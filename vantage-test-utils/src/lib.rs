//! Vantage Test Utilities
//!
//! Shared test infrastructure for the Vantage workspace:
//! - Instrumented mock collaborators (scraper, analyzer)
//! - Proptest generators for URLs
//! - Fixtures for common records

pub use vantage_core::{
    AnalysisResult, AnalyzeOptions, Analyzer, NormalizedUrl, ScrapedContent, Scraper,
    UrlNormalizer, VantageError, VantageResult, WebsiteAnalysis,
};

use async_trait::async_trait;
use std::sync::atomic::{AtomicUsize, Ordering};
use std::sync::Arc;
use std::time::Duration;
use tokio::sync::Semaphore;

// ============================================================================
// MOCK COLLABORATORS
// ============================================================================

/// Behavior shared by the mock collaborators.
///
/// Clones share the call counter, so a test can hand one clone to the code
/// under test and keep another to read the count.
#[derive(Debug, Clone, Default)]
struct MockBehavior {
    calls: Arc<AtomicUsize>,
    gate: Option<Arc<Semaphore>>,
    delay: Option<Duration>,
    failure: Option<String>,
}

impl MockBehavior {
    async fn enter(&self) -> VantageResult<()> {
        self.calls.fetch_add(1, Ordering::SeqCst);
        if let Some(gate) = &self.gate {
            let _permit = gate
                .acquire()
                .await
                .map_err(|e| VantageError::collaborator(e.to_string()))?;
        }
        if let Some(delay) = self.delay {
            tokio::time::sleep(delay).await;
        }
        match &self.failure {
            Some(reason) => Err(VantageError::collaborator(reason.clone())),
            None => Ok(()),
        }
    }
}

/// Mock scraper that counts invocations.
#[derive(Debug, Clone, Default)]
pub struct MockScraper {
    behavior: MockBehavior,
}

impl MockScraper {
    pub fn new() -> Self {
        Self::default()
    }

    /// Every call fails with a collaborator error carrying `reason`.
    pub fn failing(reason: impl Into<String>) -> Self {
        let mut scraper = Self::new();
        scraper.behavior.failure = Some(reason.into());
        scraper
    }

    /// Each call waits for a permit from `gate` before returning.
    pub fn with_gate(mut self, gate: Arc<Semaphore>) -> Self {
        self.behavior.gate = Some(gate);
        self
    }

    /// Each call sleeps for `delay` before returning.
    pub fn with_delay(mut self, delay: Duration) -> Self {
        self.behavior.delay = Some(delay);
        self
    }

    /// Number of `scrape` calls so far.
    pub fn calls(&self) -> usize {
        self.behavior.calls.load(Ordering::SeqCst)
    }
}

#[async_trait]
impl Scraper for MockScraper {
    async fn scrape(&self, url: &str) -> VantageResult<ScrapedContent> {
        self.behavior.enter().await?;
        Ok(fixtures::sample_content(url))
    }
}

/// Mock analyzer that counts invocations.
#[derive(Debug, Clone, Default)]
pub struct MockAnalyzer {
    behavior: MockBehavior,
}

impl MockAnalyzer {
    pub fn new() -> Self {
        Self::default()
    }

    /// Every call fails with a collaborator error carrying `reason`.
    pub fn failing(reason: impl Into<String>) -> Self {
        let mut analyzer = Self::new();
        analyzer.behavior.failure = Some(reason.into());
        analyzer
    }

    pub fn with_gate(mut self, gate: Arc<Semaphore>) -> Self {
        self.behavior.gate = Some(gate);
        self
    }

    pub fn with_delay(mut self, delay: Duration) -> Self {
        self.behavior.delay = Some(delay);
        self
    }

    /// Number of `analyze` calls so far.
    pub fn calls(&self) -> usize {
        self.behavior.calls.load(Ordering::SeqCst)
    }
}

#[async_trait]
impl Analyzer for MockAnalyzer {
    async fn analyze(&self, content: &ScrapedContent) -> VantageResult<WebsiteAnalysis> {
        self.behavior.enter().await?;
        Ok(fixtures::analysis_of(content))
    }
}

// ============================================================================
// PROPTEST GENERATORS
// ============================================================================

pub mod generators {
    //! Proptest strategies for URLs.

    use proptest::prelude::*;

    /// Lower-case host such as `abc.test`.
    pub fn arb_host() -> impl Strategy<Value = String> {
        "[a-z][a-z0-9]{0,10}\\.(test|com|org)"
    }

    /// Path of zero to three lower-case segments, without a trailing slash.
    pub fn arb_path() -> impl Strategy<Value = String> {
        prop::collection::vec("[a-z0-9]{1,8}", 0..3).prop_map(|segments| {
            segments
                .into_iter()
                .map(|s| format!("/{s}"))
                .collect::<String>()
        })
    }

    /// Absolute `https` URL.
    pub fn arb_url() -> impl Strategy<Value = String> {
        (arb_host(), arb_path()).prop_map(|(host, path)| format!("https://{host}{path}"))
    }
}

// ============================================================================
// FIXTURES
// ============================================================================

pub mod fixtures {
    //! Pre-built records for common scenarios.

    use super::*;
    use chrono::Utc;

    /// Normalize with the default normalizer.
    ///
    /// # Panics
    /// If `raw` is not a valid URL.
    pub fn normalized(raw: &str) -> NormalizedUrl {
        UrlNormalizer::default()
            .normalize(raw)
            .expect("fixture URL must be valid")
    }

    /// Scraped content for `url` with a small HTML body.
    pub fn sample_content(url: &str) -> ScrapedContent {
        ScrapedContent {
            url: url.to_string(),
            title: Some("Acme Storefront".to_string()),
            html: "<html><body><p>x</p></body></html>".to_string(),
            text: "x".to_string(),
            scraped_at: Utc::now(),
        }
    }

    /// Analysis derived from `content`.
    pub fn analysis_of(content: &ScrapedContent) -> WebsiteAnalysis {
        WebsiteAnalysis {
            summary: format!("Analysis of {}", content.url),
            insights: vec![
                "Homepage loads a single product grid".to_string(),
                "No structured data found".to_string(),
            ],
            score: Some(72.5),
            model: "mock-model".to_string(),
            analyzed_at: Utc::now(),
        }
    }

    /// Analysis for `https://acme.test`.
    pub fn sample_analysis() -> WebsiteAnalysis {
        analysis_of(&sample_content("https://acme.test"))
    }
}

#[cfg(test)]
mod tests {
    use super::*;

    #[tokio::test]
    async fn test_mock_scraper_counts_calls_across_clones() {
        let scraper = MockScraper::new();
        let shared = scraper.clone();

        let content = shared.scrape("https://acme.test").await.expect("content");
        assert_eq!(content.url, "https://acme.test");
        assert_eq!(scraper.calls(), 1);
    }

    #[tokio::test]
    async fn test_failing_analyzer() {
        let analyzer = MockAnalyzer::failing("model overloaded");
        let err = analyzer
            .analyze(&fixtures::sample_content("https://acme.test"))
            .await
            .unwrap_err();
        assert_eq!(err, VantageError::collaborator("model overloaded"));
        assert_eq!(analyzer.calls(), 1);
    }

    #[tokio::test]
    async fn test_gate_holds_call_until_released() {
        let gate = Arc::new(Semaphore::new(0));
        let scraper = MockScraper::new().with_gate(Arc::clone(&gate));

        let pending = tokio::time::timeout(
            Duration::from_millis(20),
            scraper.scrape("https://acme.test"),
        )
        .await;
        assert!(pending.is_err());

        gate.add_permits(1);
        assert!(scraper.scrape("https://acme.test").await.is_ok());
    }

    #[test]
    fn test_fixtures() {
        let analysis = fixtures::sample_analysis();
        assert_eq!(analysis.summary, "Analysis of https://acme.test");
        assert_eq!(fixtures::normalized("HTTPS://Acme.test/").as_str(), "https://acme.test");
    }
}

◆ **What needs to be done**
Scan the entries above for the line containing "pub struct MockScraper", and copy it and all lines after it exactly, down to and including the line containing "Each call waits".

◆ **Solution**
pub struct MockScraper {
    behavior: MockBehavior,
}

impl MockScraper {
    pub fn new() -> Self {
        Self::default()
    }

    /// Every call fails with a collaborator error carrying `reason`.
    pub fn failing(reason: impl Into<String>) -> Self {
        let mut scraper = Self::new();
        scraper.behavior.failure = Some(reason.into());
        scraper
    }

    /// Each call waits for a permit from `gate` before returning.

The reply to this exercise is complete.